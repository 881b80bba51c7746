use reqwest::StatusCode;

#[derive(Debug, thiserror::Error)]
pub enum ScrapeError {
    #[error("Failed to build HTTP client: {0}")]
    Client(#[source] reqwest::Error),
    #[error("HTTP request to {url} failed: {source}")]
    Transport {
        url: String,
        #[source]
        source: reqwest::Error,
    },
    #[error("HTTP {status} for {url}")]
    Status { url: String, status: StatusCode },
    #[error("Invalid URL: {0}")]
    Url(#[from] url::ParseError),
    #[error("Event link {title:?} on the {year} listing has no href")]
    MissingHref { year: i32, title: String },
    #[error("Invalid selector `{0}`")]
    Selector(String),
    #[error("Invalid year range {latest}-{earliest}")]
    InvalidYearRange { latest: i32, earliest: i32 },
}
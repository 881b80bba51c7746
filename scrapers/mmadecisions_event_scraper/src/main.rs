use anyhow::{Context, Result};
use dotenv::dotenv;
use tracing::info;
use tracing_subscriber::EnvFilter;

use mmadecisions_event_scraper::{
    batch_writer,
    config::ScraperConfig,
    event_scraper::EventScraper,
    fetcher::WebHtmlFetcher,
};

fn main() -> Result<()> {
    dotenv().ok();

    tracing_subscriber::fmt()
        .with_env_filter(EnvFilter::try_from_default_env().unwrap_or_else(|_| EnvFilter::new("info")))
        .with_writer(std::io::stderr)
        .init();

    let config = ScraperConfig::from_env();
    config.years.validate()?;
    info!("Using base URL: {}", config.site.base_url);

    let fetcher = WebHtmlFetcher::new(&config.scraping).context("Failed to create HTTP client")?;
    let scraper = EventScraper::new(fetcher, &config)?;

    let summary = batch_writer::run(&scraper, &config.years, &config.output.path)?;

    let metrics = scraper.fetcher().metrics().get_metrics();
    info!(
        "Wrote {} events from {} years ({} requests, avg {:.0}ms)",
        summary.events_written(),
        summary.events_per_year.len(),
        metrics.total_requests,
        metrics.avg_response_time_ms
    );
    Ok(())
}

Task description.
Here the goal is to repeat each entry exactly.

Result.
repository 881b80bba51c7746
use reqwest::StatusCode;

#[derive(Debug, thiserror::Error)]
pub enum ScrapeError {
    #[error("Failed to build HTTP client: {0}")]
    Client(#[source] reqwest::Error),
    #[error("HTTP request to {url} failed: {source}")]
    Transport {
        url: String,
        #[source]
        source: reqwest::Error,
    },
    #[error("HTTP {status} for {url}")]
    Status { url: String, status: StatusCode },
    #[error("Invalid URL: {0}")]
    Url(#[from] url::ParseError),
    #[error("Event link {title:?} on the {year} listing has no href")]
    MissingHref { year: i32, title: String },
    #[error("Invalid selector `{0}`")]
    Selector(String),
    #[error("Invalid year range {latest}-{earliest}")]
    InvalidYearRange { latest: i32, earliest: i32 },
}
repository 881b80bba51c7746
filename scrapers/mmadecisions_event_scraper/src/main.rs
use anyhow::{Context, Result};
use dotenv::dotenv;
use tracing::info;
use tracing_subscriber::EnvFilter;

use mmadecisions_event_scraper::{
    batch_writer,
    config::ScraperConfig,
    event_scraper::EventScraper,
    fetcher::WebHtmlFetcher,
};

fn main() -> Result<()> {
    dotenv().ok();

    tracing_subscriber::fmt()
        .with_env_filter(EnvFilter::try_from_default_env().unwrap_or_else(|_| EnvFilter::new("info")))
        .with_writer(std::io::stderr)
        .init();

    let config = ScraperConfig::from_env();
    config.years.validate()?;
    info!("Using base URL: {}", config.site.base_url);

    let fetcher = WebHtmlFetcher::new(&config.scraping).context("Failed to create HTTP client")?;
    let scraper = EventScraper::new(fetcher, &config)?;

    let summary = batch_writer::run(&scraper, &config.years, &config.output.path)?;

    let metrics = scraper.fetcher().metrics().get_metrics();
    info!(
        "Wrote {} events from {} years ({} requests, avg {:.0}ms)",
        summary.events_written(),
        summary.events_per_year.len(),
        metrics.total_requests,
        metrics.avg_response_time_ms
    );
    Ok(())
}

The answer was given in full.